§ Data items
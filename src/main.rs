//! nltool - run and inspect netlist descriptions.
//!
//! # Usage
//!
//! ```bash
//! nltool run -f circuits/divider.nl -n divider -t 0.5 -l R1.2
//! nltool listdevices
//! nltool static -f circuits/divider.nl
//! ```

use std::path::{Path, PathBuf};
use std::time::Instant;

use clap::{Parser, Subcommand};
use netlist_core::{
    error::{NetlistError, Result},
    setup::Factory,
    Netlist, NetlistConfig, SimTime, Snapshot, Source,
};
use tracing::info;

/// Netlist simulator tool
#[derive(Parser, Debug)]
#[command(name = "nltool", author, version, about, long_about = None)]
struct Cli {
    /// Be verbose
    #[arg(short, long, global = true)]
    verbose: bool,

    /// Be quiet - no warnings
    #[arg(short, long, global = true, conflicts_with = "verbose")]
    quiet: bool,

    #[command(subcommand)]
    command: Commands,
}

#[derive(Subcommand, Debug)]
enum Commands {
    /// Run a netlist for a given time
    Run {
        #[command(flatten)]
        source: SourceArgs,

        /// Time to run in seconds
        #[arg(short = 't', long = "time_to_run", default_value_t = 1.0)]
        time: f64,

        /// Terminal to log into `log_<terminal>.log`; may be repeated
        #[arg(short = 'l', long = "log")]
        logs: Vec<String>,

        /// Input file of `time,param,value` lines applied at their times
        #[arg(short = 'i', long = "input")]
        input: Option<PathBuf>,

        /// Print event loop and solver statistics
        #[arg(short = 's', long)]
        stats: bool,

        /// Restore this state snapshot before running
        #[arg(long)]
        load: Option<PathBuf>,

        /// Write the final state snapshot to this file
        #[arg(long)]
        save: Option<PathBuf>,
    },
    /// List all known device classes
    Listdevices,
    /// Show the analog solver groups of a netlist
    Static {
        #[command(flatten)]
        source: SourceArgs,
    },
}

#[derive(clap::Args, Debug)]
struct SourceArgs {
    /// Netlist description file
    #[arg(short = 'f', long = "file")]
    file: PathBuf,

    /// Netlist in the file to use; default is the first one
    #[arg(short = 'n', long = "name", default_value = "")]
    name: String,

    /// Predefine a macro, `NAME=VALUE` or `NAME` for 1; may be repeated
    #[arg(short = 'D', long = "define")]
    defines: Vec<String>,

    /// JSON configuration file
    #[arg(short = 'c', long = "config")]
    config: Option<PathBuf>,
}

/// A parameter change read from the input file.
#[derive(Debug)]
struct Input {
    time: SimTime,
    param: String,
    value: String,
}

fn main() -> Result<()> {
    let cli = Cli::parse();

    let level = if cli.verbose {
        "debug"
    } else if cli.quiet {
        "error"
    } else {
        "warn"
    };
    netlist_core::init_logging(level);

    match cli.command {
        Commands::Run {
            source,
            time,
            logs,
            input,
            stats,
            load,
            save,
        } => cmd_run(&source, time, &logs, input.as_deref(), stats, load.as_deref(), save.as_deref()),
        Commands::Listdevices => cmd_listdevices(),
        Commands::Static { source } => cmd_static(&source),
    }
}

fn read_netlist(args: &SourceArgs, logs: &[String]) -> Result<Netlist> {
    let config = match &args.config {
        Some(path) => NetlistConfig::from_json_file(path)?,
        None => NetlistConfig::default(),
    };
    let mut setup = netlist_core::Setup::new(config)?;
    for d in &args.defines {
        setup.register_define(d);
    }
    setup.register_source(Source::File(args.file.clone()));
    setup.include(&args.name)?;
    for l in logs {
        setup.register_log(l)?;
    }
    setup.build()
}

fn read_input(nl: &Netlist, path: &Path) -> Result<Vec<Input>> {
    let text = std::fs::read_to_string(path).map_err(|source| NetlistError::FileReadError {
        path: path.display().to_string(),
        source,
    })?;
    let mut inputs = Vec::new();
    for (idx, line) in text.lines().enumerate() {
        let line = line.trim();
        if line.is_empty() {
            continue;
        }
        let bad = || NetlistError::parse(path.display().to_string(), idx + 1, format!("cannot scan '{}'", line));
        let mut parts = line.splitn(3, ',');
        let (Some(t), Some(param), Some(value)) = (parts.next(), parts.next(), parts.next()) else {
            return Err(bad());
        };
        let t: f64 = t.trim().parse().map_err(|_| bad())?;
        let param = param.trim().to_string();
        nl.find_param(&param)?;
        inputs.push(Input {
            time: SimTime::from_double(t),
            param,
            value: value.trim().to_string(),
        });
    }
    inputs.sort_by_key(|i| i.time);
    Ok(inputs)
}

fn write_file(path: &Path, content: &str) -> Result<()> {
    std::fs::write(path, content).map_err(|source| NetlistError::FileWriteError {
        path: path.display().to_string(),
        source,
    })
}

fn cmd_run(
    args: &SourceArgs,
    time: f64,
    logs: &[String],
    input: Option<&Path>,
    stats: bool,
    load: Option<&Path>,
    save: Option<&Path>,
) -> Result<()> {
    let started = Instant::now();
    let mut nl = read_netlist(args, logs)?;
    let inputs = match input {
        Some(path) => read_input(&nl, path)?,
        None => Vec::new(),
    };
    if let Some(path) = load {
        let json = std::fs::read_to_string(path).map_err(|source| NetlistError::FileReadError {
            path: path.display().to_string(),
            source,
        })?;
        nl.load_state(&Snapshot::from_json(&json)?)?;
    }
    println!("startup time ==> {:5.3}", started.elapsed().as_secs_f64());
    println!("running ...");

    let started = Instant::now();
    let stop = nl.time() + SimTime::from_double(time);
    for inp in inputs.iter().filter(|i| i.time < stop) {
        if inp.time > nl.time() {
            nl.process_queue_for(inp.time - nl.time());
        }
        info!(param = %inp.param, value = %inp.value, time = %inp.time, "input");
        nl.set_param(&inp.param, &inp.value)?;
    }
    nl.process_queue_for(stop - nl.time());
    nl.stop();

    let elapsed = started.elapsed().as_secs_f64();
    println!(
        "{:.6} seconds emulation took {:.6} real time ==> {:5.2}%",
        time,
        elapsed,
        time / elapsed.max(f64::MIN_POSITIVE) * 100.0
    );

    if stats {
        let s = nl.stats();
        println!("queue pops:   {}", s.queue_pops);
        println!("net updates:  {}", s.net_updates);
        println!("inc_active:   {}", s.inc_active);
        for g in nl.solver_groups() {
            println!(
                "{}: {} nets, {} calculations, {} newton loops, {} iterative fails",
                g.name,
                g.nets.len(),
                g.stats.calculations,
                g.stats.newton_loops,
                g.stats.iterative_fail
            );
        }
    }

    if let Some(path) = save {
        write_file(path, &nl.save_state().to_json()?)?;
    }
    Ok(())
}

fn cmd_listdevices() -> Result<()> {
    let factory = Factory::new()?;
    let mut entries: Vec<_> = factory.entries().iter().collect();
    entries.sort_by(|a, b| a.name.cmp(&b.name));
    for e in entries {
        let pins = e.term_params();
        if pins.is_empty() {
            println!("{:<20} params: {}", e.name, e.def_params().join(", "));
        } else {
            println!("{:<20} pins:   {}", e.name, pins.join(", "));
        }
    }
    Ok(())
}

fn cmd_static(args: &SourceArgs) -> Result<()> {
    let nl = read_netlist(args, &[])?;
    for g in nl.solver_groups() {
        println!(
            "{} [{}] capacity {} dynamic {} timestep {}",
            g.name, g.method, g.capacity, g.dynamic_devices, g.timestep_devices
        );
        for n in &g.nets {
            println!("    {}", n);
        }
    }
    Ok(())
}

§ WHAT YOU ARE ASKED TO DO
In the data above, start at the line that has "setup.register_log(l)?;", stop after the line that has "let (Some(t), Some(param), Some(value))", and print every line in between exactly as it stands.

§ RESULT OF THE EXERCISE
        setup.register_log(l)?;
    }
    setup.build()
}

fn read_input(nl: &Netlist, path: &Path) -> Result<Vec<Input>> {
    let text = std::fs::read_to_string(path).map_err(|source| NetlistError::FileReadError {
        path: path.display().to_string(),
        source,
    })?;
    let mut inputs = Vec::new();
    for (idx, line) in text.lines().enumerate() {
        let line = line.trim();
        if line.is_empty() {
            continue;
        }
        let bad = || NetlistError::parse(path.display().to_string(), idx + 1, format!("cannot scan '{}'", line));
        let mut parts = line.splitn(3, ',');
        let (Some(t), Some(param), Some(value)) = (parts.next(), parts.next(), parts.next()) else {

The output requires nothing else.